TASK PROMPT:
Without skipping anything, print all of the data exactly.

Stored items

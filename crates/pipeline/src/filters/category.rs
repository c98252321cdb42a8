//! Filter that scores locations by interest relevance.
//!
//! An interest matches a location category directly, by substring, or
//! through a fixed synonym table. The table is intentionally partial:
//! unknown interests simply fail to match and the uniform-relevance
//! fallback keeps the pool non-empty.

use crate::context::FilterContext;
use crate::traits::FilterStage;
use anyhow::Result;
use tracing::debug;
use travel_data::Preferences;

/// Relevance assigned to every location when nothing matched at all.
const FALLBACK_RELEVANCE: f32 = 0.1;

/// Fixed, partial synonym table; matched in both directions.
const SYNONYMS: &[(&str, &[&str])] = &[
    ("adventure", &["hiking", "outdoor", "climbing", "rafting", "trekking"]),
    ("cultural", &["museum", "history", "heritage", "art", "temple"]),
    ("food", &["culinary", "dining", "market", "wine"]),
    ("nature", &["park", "wildlife", "garden", "scenic"]),
    ("beach", &["coast", "island", "seaside"]),
    ("nightlife", &["entertainment", "music", "bar"]),
    ("relaxation", &["spa", "wellness", "resort"]),
];

fn terms_equal(a: &str, b: &str) -> bool {
    a.eq_ignore_ascii_case(b)
}

fn synonym_match(a: &str, b: &str) -> bool {
    SYNONYMS.iter().any(|(key, synonyms)| {
        (terms_equal(key, a) && synonyms.iter().any(|s| terms_equal(s, b)))
            || (terms_equal(key, b) && synonyms.iter().any(|s| terms_equal(s, a)))
    })
}

/// Direct, substring, or synonym match between an interest and a category.
fn interest_matches(interest: &str, category: &str) -> bool {
    let interest_lower = interest.to_lowercase();
    let category_lower = category.to_lowercase();
    interest_lower == category_lower
        || interest_lower.contains(&category_lower)
        || category_lower.contains(&interest_lower)
        || synonym_match(interest, category)
}

/// Retains interest-matching locations with a relevance score.
///
/// ## Algorithm
/// 1. For each location, count interests matching any of its categories
/// 2. relevance = matching interests / total interests
/// 3. Keep locations with relevance > 0, sorted by relevance descending
/// 4. If nothing matched, keep all locations at a uniform low relevance;
///    filtering must never eliminate every option
pub struct CategoryFilter;

impl FilterStage for CategoryFilter {
    fn name(&self) -> &str {
        "CategoryFilter"
    }

    fn applies(&self, preferences: &Preferences) -> bool {
        !preferences.interests.is_empty()
    }

    fn handle(&self, mut context: FilterContext) -> Result<FilterContext> {
        let interests = &context.preferences.interests;
        let total = interests.len() as f32;

        let mut any_matched = false;
        for scored in &mut context.pools.locations {
            let matched = interests
                .iter()
                .filter(|interest| {
                    scored
                        .item
                        .categories
                        .iter()
                        .any(|category| interest_matches(interest, category))
                })
                .count();
            scored.score = matched as f32 / total;
            any_matched |= matched > 0;
        }

        if any_matched {
            context.pools.locations.retain(|s| s.score > 0.0);
            context
                .pools
                .locations
                .sort_by(|a, b| b.score.total_cmp(&a.score));
        } else {
            debug!("No interest matched any location; keeping all with fallback relevance");
            for scored in &mut context.pools.locations {
                scored.score = FALLBACK_RELEVANCE;
            }
        }

        Ok(context)
    }
}

#[cfg(test)]
mod tests {
    use super::*;
    use crate::context::CandidatePools;
    use travel_data::{Location, OptimizationGoal, Preferences};

    fn location(id: &str, categories: &[&str]) -> Location {
        Location {
            id: id.to_string(),
            name: id.to_string(),
            city: "Sintra".to_string(),
            region: "Portugal".to_string(),
            categories: categories.iter().map(|c| c.to_string()).collect(),
            rating: Some(4.0),
            review_count: 5,
            entry_fee: 0.0,
            description: String::new(),
        }
    }

    fn run(interests: &[&str], locations: Vec<Location>) -> FilterContext {
        let mut prefs = Preferences::new(1000.0, 3, OptimizationGoal::Activity);
        prefs.interests = interests.iter().map(|i| i.to_string()).collect();
        let prefs = prefs.normalized().unwrap();
        let pools = CandidatePools::from_records(locations, vec![], vec![]);
        CategoryFilter
            .handle(FilterContext::new(prefs, pools))
            .unwrap()
    }

    #[test]
    fn test_synonym_table_matches_both_directions() {
        assert!(interest_matches("adventure", "hiking"));
        assert!(interest_matches("hiking", "adventure"));
        assert!(interest_matches("cultural", "museum"));
        assert!(!interest_matches("cultural", "rafting"));
    }

    #[test]
    fn test_matching_locations_keep_relevance_order() {
        let out = run(
            &["cultural", "food"],
            vec![
                location("both", &["museum", "market"]),
                location("one", &["museum"]),
                location("none", &["beach"]),
            ],
        );
        let ids: Vec<&str> = out
            .pools
            .locations
            .iter()
            .map(|s| s.item.id.as_str())
            .collect();
        assert_eq!(ids, vec!["both", "one"]);
        assert_eq!(out.pools.locations[0].score, 1.0);
        assert_eq!(out.pools.locations[1].score, 0.5);
    }

    #[test]
    fn test_fallback_never_empties_a_non_empty_pool() {
        let out = run(
            &["stargazing"],
            vec![location("a", &["museum"]), location("b", &["beach"])],
        );
        assert_eq!(out.pools.locations.len(), 2);
        assert!(out.pools.locations.iter().all(|s| s.score == 0.1));
    }

    #[test]
    fn test_unknown_interest_falls_through_synonyms() {
        // Not in the table: no synonym expansion, only direct/substring
        assert!(!interest_matches("stargazing", "observatory"));
    }
}
//! The FilterChain folds ordered filter stages over a context.
//!
//! Stages are an explicit ordered list applied left-to-right; ordering is
//! an observable property (filtering a pool already narrowed by an
//! earlier stage), not hidden linked-list state.

use crate::context::FilterContext;
use crate::filters::{
    AvailabilityFilter, BudgetFilter, CategoryFilter, DurationFilter, RatingFilter,
};
use crate::traits::FilterStage;
use anyhow::Result;
use tracing::debug;

/// Chains filter stages into a single narrowing pass.
///
/// ## Usage
/// ```ignore
/// let chain = FilterChain::new()
///     .add_stage(BudgetFilter)
///     .add_stage(RatingFilter);
///
/// let context = chain.apply(context)?;
/// ```
pub struct FilterChain {
    stages: Vec<Box<dyn FilterStage>>,
}

impl FilterChain {
    /// Create a new empty FilterChain.
    pub fn new() -> Self {
        Self { stages: Vec::new() }
    }

    /// The canonical stage order: Budget, Duration, Category, Rating,
    /// Availability. Each stage still only runs when its preference is
    /// present (see [`FilterStage::applies`]).
    pub fn canonical() -> Self {
        Self::new()
            .add_stage(BudgetFilter)
            .add_stage(DurationFilter)
            .add_stage(CategoryFilter)
            .add_stage(RatingFilter)
            .add_stage(AvailabilityFilter::deterministic())
    }

    /// Add a stage to the chain (builder pattern).
    pub fn add_stage(mut self, stage: impl FilterStage + 'static) -> Self {
        self.stages.push(Box::new(stage));
        self
    }

    /// Apply all applicable stages in sequence.
    ///
    /// Each applied stage's name is appended to the context's
    /// `applied_filters` audit trail; skipped stages leave no trace.
    pub fn apply(&self, context: FilterContext) -> Result<FilterContext> {
        let mut current = context;
        for stage in &self.stages {
            if !stage.applies(&current.preferences) {
                debug!("Skipping stage: {} (preference absent)", stage.name());
                continue;
            }
            let name = stage.name().to_string();
            debug!(
                "Applying stage: {} (input counts: {:?})",
                name,
                current.pools.counts()
            );
            current = stage.handle(current)?;
            debug!(
                "Stage applied: {} (output counts: {:?})",
                name,
                current.pools.counts()
            );
            current.applied_filters.push(name);
        }
        Ok(current)
    }
}

impl Default for FilterChain {
    fn default() -> Self {
        Self::new()
    }
}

ANSWER TO THE EXERCISE:
filename crates/pipeline/src/filters/category.rs
repository c98252321cdb42a8
//! Filter that scores locations by interest relevance.
//!
//! An interest matches a location category directly, by substring, or
//! through a fixed synonym table. The table is intentionally partial:
//! unknown interests simply fail to match and the uniform-relevance
//! fallback keeps the pool non-empty.

use crate::context::FilterContext;
use crate::traits::FilterStage;
use anyhow::Result;
use tracing::debug;
use travel_data::Preferences;

/// Relevance assigned to every location when nothing matched at all.
const FALLBACK_RELEVANCE: f32 = 0.1;

/// Fixed, partial synonym table; matched in both directions.
const SYNONYMS: &[(&str, &[&str])] = &[
    ("adventure", &["hiking", "outdoor", "climbing", "rafting", "trekking"]),
    ("cultural", &["museum", "history", "heritage", "art", "temple"]),
    ("food", &["culinary", "dining", "market", "wine"]),
    ("nature", &["park", "wildlife", "garden", "scenic"]),
    ("beach", &["coast", "island", "seaside"]),
    ("nightlife", &["entertainment", "music", "bar"]),
    ("relaxation", &["spa", "wellness", "resort"]),
];

fn terms_equal(a: &str, b: &str) -> bool {
    a.eq_ignore_ascii_case(b)
}

fn synonym_match(a: &str, b: &str) -> bool {
    SYNONYMS.iter().any(|(key, synonyms)| {
        (terms_equal(key, a) && synonyms.iter().any(|s| terms_equal(s, b)))
            || (terms_equal(key, b) && synonyms.iter().any(|s| terms_equal(s, a)))
    })
}

/// Direct, substring, or synonym match between an interest and a category.
fn interest_matches(interest: &str, category: &str) -> bool {
    let interest_lower = interest.to_lowercase();
    let category_lower = category.to_lowercase();
    interest_lower == category_lower
        || interest_lower.contains(&category_lower)
        || category_lower.contains(&interest_lower)
        || synonym_match(interest, category)
}

/// Retains interest-matching locations with a relevance score.
///
/// ## Algorithm
/// 1. For each location, count interests matching any of its categories
/// 2. relevance = matching interests / total interests
/// 3. Keep locations with relevance > 0, sorted by relevance descending
/// 4. If nothing matched, keep all locations at a uniform low relevance;
///    filtering must never eliminate every option
pub struct CategoryFilter;

impl FilterStage for CategoryFilter {
    fn name(&self) -> &str {
        "CategoryFilter"
    }

    fn applies(&self, preferences: &Preferences) -> bool {
        !preferences.interests.is_empty()
    }

    fn handle(&self, mut context: FilterContext) -> Result<FilterContext> {
        let interests = &context.preferences.interests;
        let total = interests.len() as f32;

        let mut any_matched = false;
        for scored in &mut context.pools.locations {
            let matched = interests
                .iter()
                .filter(|interest| {
                    scored
                        .item
                        .categories
                        .iter()
                        .any(|category| interest_matches(interest, category))
                })
                .count();
            scored.score = matched as f32 / total;
            any_matched |= matched > 0;
        }

        if any_matched {
            context.pools.locations.retain(|s| s.score > 0.0);
            context
                .pools
                .locations
                .sort_by(|a, b| b.score.total_cmp(&a.score));
        } else {
            debug!("No interest matched any location; keeping all with fallback relevance");
            for scored in &mut context.pools.locations {
                scored.score = FALLBACK_RELEVANCE;
            }
        }

        Ok(context)
    }
}

#[cfg(test)]
mod tests {
    use super::*;
    use crate::context::CandidatePools;
    use travel_data::{Location, OptimizationGoal, Preferences};

    fn location(id: &str, categories: &[&str]) -> Location {
        Location {
            id: id.to_string(),
            name: id.to_string(),
            city: "Sintra".to_string(),
            region: "Portugal".to_string(),
            categories: categories.iter().map(|c| c.to_string()).collect(),
            rating: Some(4.0),
            review_count: 5,
            entry_fee: 0.0,
            description: String::new(),
        }
    }

    fn run(interests: &[&str], locations: Vec<Location>) -> FilterContext {
        let mut prefs = Preferences::new(1000.0, 3, OptimizationGoal::Activity);
        prefs.interests = interests.iter().map(|i| i.to_string()).collect();
        let prefs = prefs.normalized().unwrap();
        let pools = CandidatePools::from_records(locations, vec![], vec![]);
        CategoryFilter
            .handle(FilterContext::new(prefs, pools))
            .unwrap()
    }

    #[test]
    fn test_synonym_table_matches_both_directions() {
        assert!(interest_matches("adventure", "hiking"));
        assert!(interest_matches("hiking", "adventure"));
        assert!(interest_matches("cultural", "museum"));
        assert!(!interest_matches("cultural", "rafting"));
    }

    #[test]
    fn test_matching_locations_keep_relevance_order() {
        let out = run(
            &["cultural", "food"],
            vec![
                location("both", &["museum", "market"]),
                location("one", &["museum"]),
                location("none", &["beach"]),
            ],
        );
        let ids: Vec<&str> = out
            .pools
            .locations
            .iter()
            .map(|s| s.item.id.as_str())
            .collect();
        assert_eq!(ids, vec!["both", "one"]);
        assert_eq!(out.pools.locations[0].score, 1.0);
        assert_eq!(out.pools.locations[1].score, 0.5);
    }

    #[test]
    fn test_fallback_never_empties_a_non_empty_pool() {
        let out = run(
            &["stargazing"],
            vec![location("a", &["museum"]), location("b", &["beach"])],
        );
        assert_eq!(out.pools.locations.len(), 2);
        assert!(out.pools.locations.iter().all(|s| s.score == 0.1));
    }

    #[test]
    fn test_unknown_interest_falls_through_synonyms() {
        // Not in the table: no synonym expansion, only direct/substring
        assert!(!interest_matches("stargazing", "observatory"));
    }
}
//! The FilterChain folds ordered filter stages over a context.
//!
//! Stages are an explicit ordered list applied left-to-right; ordering is
//! an observable property (filtering a pool already narrowed by an
//! earlier stage), not hidden linked-list state.

use crate::context::FilterContext;
use crate::filters::{
    AvailabilityFilter, BudgetFilter, CategoryFilter, DurationFilter, RatingFilter,
};
use crate::traits::FilterStage;
use anyhow::Result;
use tracing::debug;

/// Chains filter stages into a single narrowing pass.
///
/// ## Usage
/// ```ignore
/// let chain = FilterChain::new()
///     .add_stage(BudgetFilter)
///     .add_stage(RatingFilter);
///
/// let context = chain.apply(context)?;
/// ```
pub struct FilterChain {
    stages: Vec<Box<dyn FilterStage>>,
}

impl FilterChain {
    /// Create a new empty FilterChain.
    pub fn new() -> Self {
        Self { stages: Vec::new() }
    }

    /// The canonical stage order: Budget, Duration, Category, Rating,
    /// Availability. Each stage still only runs when its preference is
    /// present (see [`FilterStage::applies`]).
    pub fn canonical() -> Self {
        Self::new()
            .add_stage(BudgetFilter)
            .add_stage(DurationFilter)
            .add_stage(CategoryFilter)
            .add_stage(RatingFilter)
            .add_stage(AvailabilityFilter::deterministic())
    }

    /// Add a stage to the chain (builder pattern).
    pub fn add_stage(mut self, stage: impl FilterStage + 'static) -> Self {
        self.stages.push(Box::new(stage));
        self
    }

    /// Apply all applicable stages in sequence.
    ///
    /// Each applied stage's name is appended to the context's
    /// `applied_filters` audit trail; skipped stages leave no trace.
    pub fn apply(&self, context: FilterContext) -> Result<FilterContext> {
        let mut current = context;
        for stage in &self.stages {
            if !stage.applies(&current.preferences) {
                debug!("Skipping stage: {} (preference absent)", stage.name());
                continue;
            }
            let name = stage.name().to_string();
            debug!(
                "Applying stage: {} (input counts: {:?})",
                name,
                current.pools.counts()
            );
            current = stage.handle(current)?;
            debug!(
                "Stage applied: {} (output counts: {:?})",
                name,
                current.pools.counts()
            );
            current.applied_filters.push(name);
        }
        Ok(current)
    }
}

impl Default for FilterChain {
    fn default() -> Self {
        Self::new()
    }
}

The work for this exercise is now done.